Jose Tamayo
dijo:
Me recuerda a las clases de arte en COU. Cómo no, a la película, y también novela, La niña de la perla. A los cuadros que reflejan esos mundos flamencos que paran un instante cotidiano para convertirlo en poesía. En verso sobre el lienzo.
Así sucede al contemplar La lechera de Vermeer, con ese cántaro vertiendo eternamente leche, y con el molino holandés que dejó de mover sus aspas para convertirse en imagen clarioscura de un símbolo nacional.

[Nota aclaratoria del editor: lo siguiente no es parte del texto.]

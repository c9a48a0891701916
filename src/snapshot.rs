//! Persistence records for lineages and whole repertoires.
//!
//! Each lineage is written as a flat six-field [`LineageRecord`]:
//!
//! ```text
//! { "capacity": f32, "concentration": f32, "antigen_count": i64,
//!   "antigen_present": bool, "type": i32, "variant_id": i32 }
//! ```
//!
//! `type` is the [`AntibodyType::code`] of the lineage. Decoding a record
//! rebuilds the concrete kind from that code, so a restored lineage dispatches
//! to the same decay, growth and release rules as the one that was saved.
//!
//! # no_std
//!
//! This module requires the `serde` feature. It uses `alloc::vec::Vec` and is
//! compatible with no_std + alloc environments.

extern crate alloc;

use alloc::vec::Vec;

use crate::error::KineticsError;
use crate::lineage::{AntibodyLineage, AntibodyType};
use crate::repertoire::AntibodyRepertoire;

/// Current snapshot format version.
pub const SNAPSHOT_VERSION: u16 = 1;

/// Serializable state of one antibody lineage.
///
/// # Example
///
/// ```rust,ignore
/// use malaria_antibody::lineage::AntibodyLineage;
/// use malaria_antibody::snapshot::LineageRecord;
///
/// let record = LineageRecord::from(&AntibodyLineage::csp(0, 0.4));
/// let json = serde_json::to_string(&record).unwrap();
/// let restored = AntibodyLineage::try_from(&serde_json::from_str::<LineageRecord>(&json).unwrap()).unwrap();
/// ```
#[derive(serde::Serialize, serde::Deserialize, Clone, Debug, PartialEq)]
pub struct LineageRecord {
    /// Production capacity.
    pub capacity: f32,
    /// Circulating concentration.
    pub concentration: f32,
    /// Antigen attributed in the current cycle.
    pub antigen_count: i64,
    /// Antigen presence flag for the current cycle.
    pub antigen_present: bool,
    /// [`AntibodyType::code`] of the lineage.
    #[serde(rename = "type")]
    pub antibody_type: i32,
    /// Antigenic variant within the type.
    pub variant_id: i32,
}

impl From<&AntibodyLineage> for LineageRecord {
    fn from(lineage: &AntibodyLineage) -> Self {
        Self {
            capacity: lineage.capacity(),
            concentration: lineage.concentration(),
            antigen_count: lineage.antigen_count(),
            antigen_present: lineage.antigen_present(),
            antibody_type: lineage.kind().code(),
            variant_id: lineage.variant(),
        }
    }
}

impl TryFrom<&LineageRecord> for AntibodyLineage {
    type Error = KineticsError;

    fn try_from(record: &LineageRecord) -> Result<Self, Self::Error> {
        let kind = AntibodyType::try_from(record.antibody_type).map_err(|e| {
            log::warn!(
                "lineage record for variant {} has unknown type code {}",
                record.variant_id,
                record.antibody_type
            );
            e
        })?;
        let mut lineage =
            AntibodyLineage::new(kind, record.variant_id, record.capacity, record.concentration);
        lineage.set_antigen_count(record.antigen_count);
        lineage.set_antigenic_presence(record.antigen_present);
        Ok(lineage)
    }
}

/// Serializable snapshot of a host's whole [`AntibodyRepertoire`].
#[derive(serde::Serialize, serde::Deserialize, Clone, Debug, PartialEq)]
pub struct RepertoireSnapshot {
    /// Format version — always [`SNAPSHOT_VERSION`] for newly created snapshots.
    pub version: u16,
    /// Every lineage, ordered by type code then variant.
    pub lineages: Vec<LineageRecord>,
}

impl RepertoireSnapshot {
    /// Capture every lineage in `repertoire`.
    pub fn from_repertoire(repertoire: &AntibodyRepertoire) -> Self {
        let lineages: Vec<LineageRecord> = repertoire
            .sorted_keys()
            .into_iter()
            .filter_map(|key| repertoire.get(key.kind, key.variant))
            .map(LineageRecord::from)
            .collect();
        log::debug!("snapshot of {} antibody lineages", lineages.len());

        Self {
            version: SNAPSHOT_VERSION,
            lineages,
        }
    }

    /// Number of lineage records in this snapshot.
    pub fn lineage_count(&self) -> usize {
        self.lineages.len()
    }

    /// Look up a record by type and variant.
    pub fn find(&self, kind: AntibodyType, variant: i32) -> Option<&LineageRecord> {
        self.lineages
            .iter()
            .find(|r| r.antibody_type == kind.code() && r.variant_id == variant)
    }

    /// Rebuild a repertoire.
    ///
    /// Fails on a newer format version or any record with an unknown type
    /// code. Later records replace earlier ones with the same key.
    pub fn restore(&self) -> Result<AntibodyRepertoire, KineticsError> {
        if self.version > SNAPSHOT_VERSION {
            return Err(KineticsError::UnsupportedSnapshotVersion(self.version));
        }
        log::debug!("restoring {} antibody lineages", self.lineages.len());

        let mut repertoire = AntibodyRepertoire::new();
        for record in &self.lineages {
            repertoire.insert(AntibodyLineage::try_from(record)?);
        }
        Ok(repertoire)
    }
}
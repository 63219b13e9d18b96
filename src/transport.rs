//! Connection factory used by the driver.
//!
//! The driver only needs something that yields WebSocket messages and accepts
//! them back, so tests and alternative transports can plug in a different
//! [`Connector`].

use futures_util::future::BoxFuture;
use futures_util::{Sink, Stream};
use tokio::net::TcpStream;
use tokio_tungstenite::tungstenite::{Error as WsError, Message as WsMessage};
use tokio_tungstenite::{MaybeTlsStream, WebSocketStream};
use tracing::debug;

use crate::error::Result;

/// Opens duplex connections on demand; called for every connect attempt.
pub trait Connector: Send + Sync + 'static {
    type Conn: Stream<Item = std::result::Result<WsMessage, WsError>>
        + Sink<WsMessage, Error = WsError>
        + Send
        + Unpin
        + 'static;

    fn connect(&self, url: &str) -> BoxFuture<'static, Result<Self::Conn>>;
}

/// Plain `tokio-tungstenite` client. `wss://` needs the `tls` feature.
#[derive(Debug, Clone, Copy, Default)]
pub struct TungsteniteConnector;

impl Connector for TungsteniteConnector {
    type Conn = WebSocketStream<MaybeTlsStream<TcpStream>>;

    fn connect(&self, url: &str) -> BoxFuture<'static, Result<Self::Conn>> {
        let url = url.to_string();
        Box::pin(async move {
            let (stream, response) = tokio_tungstenite::connect_async(url.as_str()).await?;
            debug!(url = %url, status = %response.status(), "websocket handshake complete");
            Ok(stream)
        })
    }
}
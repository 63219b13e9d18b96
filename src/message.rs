//! Finalized chat messages handed to subscribers.

use serde::{Deserialize, Serialize};
use std::time::{SystemTime, UNIX_EPOCH};

/// Sender name used for protocol error messages.
pub const SYSTEM_SENDER: &str = "System";

/// Extra fields carried by a customer-service `response` frame.
#[derive(Debug, Clone, Default, PartialEq, Serialize, Deserialize)]
pub struct ResponseMetadata {
    #[serde(skip_serializing_if = "Option::is_none")]
    pub confidence: Option<f64>,
    #[serde(skip_serializing_if = "Option::is_none")]
    pub match_type: Option<String>,
    #[serde(default)]
    pub transfer_to_human: bool,
    #[serde(skip_serializing_if = "Option::is_none")]
    pub matched_topic: Option<String>,
}

/// One complete message. Never mutated after construction.
#[derive(Debug, Clone, PartialEq, Serialize, Deserialize)]
pub struct Message {
    /// `<epoch ms>-<random>`; unique per process.
    pub id: String,
    pub sender: String,
    pub content: String,
    pub is_user: bool,
    pub is_error: bool,
    /// Interview round this message belongs to.
    #[serde(skip_serializing_if = "Option::is_none")]
    pub round: Option<u32>,
    #[serde(skip_serializing_if = "Option::is_none")]
    pub metadata: Option<ResponseMetadata>,
    pub timestamp_ms: u64,
}

impl Message {
    fn new(sender: impl Into<String>, content: impl Into<String>) -> Self {
        let timestamp_ms = now_ms();
        Self {
            id: new_message_id(timestamp_ms),
            sender: sender.into(),
            content: content.into(),
            is_user: false,
            is_error: false,
            round: None,
            metadata: None,
            timestamp_ms,
        }
    }

    /// A message typed by the local user.
    pub fn user(sender: impl Into<String>, content: impl Into<String>) -> Self {
        Self { is_user: true, ..Self::new(sender, content) }
    }

    /// A completed turn from a remote sender.
    pub fn remote(sender: impl Into<String>, content: impl Into<String>) -> Self {
        Self::new(sender, content)
    }

    /// An error surfaced by the backend, attributed to [`SYSTEM_SENDER`].
    pub fn error(content: impl Into<String>) -> Self {
        Self { is_error: true, ..Self::new(SYSTEM_SENDER, content) }
    }

    pub fn with_round(mut self, round: Option<u32>) -> Self {
        self.round = round;
        self
    }

    pub fn with_metadata(mut self, metadata: ResponseMetadata) -> Self {
        self.metadata = Some(metadata);
        self
    }
}

/// Current Unix epoch in milliseconds.
pub fn now_ms() -> u64 {
    SystemTime::now()
        .duration_since(UNIX_EPOCH)
        .map(|d| d.as_millis() as u64)
        .unwrap_or(0)
}

fn new_message_id(timestamp_ms: u64) -> String {
    let random = uuid::Uuid::new_v4().simple().to_string();
    format!("{timestamp_ms}-{}", &random[..12])
}

#[cfg(test)]
mod tests {
    use super::*;
    use std::collections::HashSet;

    #[test]
    fn ids_are_unique() {
        let ids: HashSet<String> = (0..500).map(|_| Message::remote("A", "x").id).collect();
        assert_eq!(ids.len(), 500);
    }

    #[test]
    fn id_starts_with_timestamp() {
        let m = Message::remote("A", "x");
        let (ts, rest) = m.id.split_once('-').unwrap();
        assert_eq!(ts.parse::<u64>().unwrap(), m.timestamp_ms);
        assert_eq!(rest.len(), 12);
    }

    #[test]
    fn user_message_flags() {
        let m = Message::user("你", "hello");
        assert!(m.is_user);
        assert!(!m.is_error);
    }

    #[test]
    fn error_message_is_from_system() {
        let m = Message::error("boom");
        assert!(m.is_error);
        assert!(!m.is_user);
        assert_eq!(m.sender, SYSTEM_SENDER);
    }

    #[test]
    fn optional_fields_skipped_in_json() {
        let json = serde_json::to_string(&Message::remote("A", "x")).unwrap();
        assert!(!json.contains("round"), "{json}");
        assert!(!json.contains("metadata"), "{json}");
    }

    #[test]
    fn now_ms_is_reasonable() {
        assert!(now_ms() > 1_700_000_000_000);
    }
}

Es este cuadro el que más me gustó. Me refiero a El molino, de Ruysdael. No es que sea uno de los cuadros más famosos que se pueda ver en el Rijksmuseum, pero el paisaje que refleja, con las nubes peleándose por descargar en breve una tromba de lluvia, junto a la quietud del molino, me fascina mucho más que los interiores burgueses de la pintura flamenca.
El Muse del Rijks, que se pronuncia Raiks o algo así, es uno de los más bellos y grandes museos europeos. Más que nada tiene pinturas holandesas de la “edad de oro”, y especialmente de Rembrandt, Vermeer y Hals. Se construyó al siglo XIX, a partir de varias piezas de edificios típicos holandeses, con la meta de ofrecer un panorama arquitectónico a sus visitantes. Está muy curioso el edificio.
Las piezas maestras incluyen La Guardia de noche y la Novia judía de Rembrandt, y La Lechera de Vermeer. El museo tiene más de un millón de obras de arte y objetos históricos, así que podrás tomarte un día entero entre todas las opciones que ofrece.
Para hacer tu visita más interesante podrás integrarte a una visita guiada o alquilar un audio guía e ir conociendo a tu ritmo.
Ahora lo están renovando pero no hay obras mayores, por lo menos cuando estaba, que te impidan una plena visita.
A parte del museo, podrás encontrar una biblioteca, una tienda de regalos y souvenirs, y restaurante. La web del museo está super bien hecha y puedes visitar las diversas salas, y ver las pinturas que se encuentran ahí. Lo único es que todo está en inglés.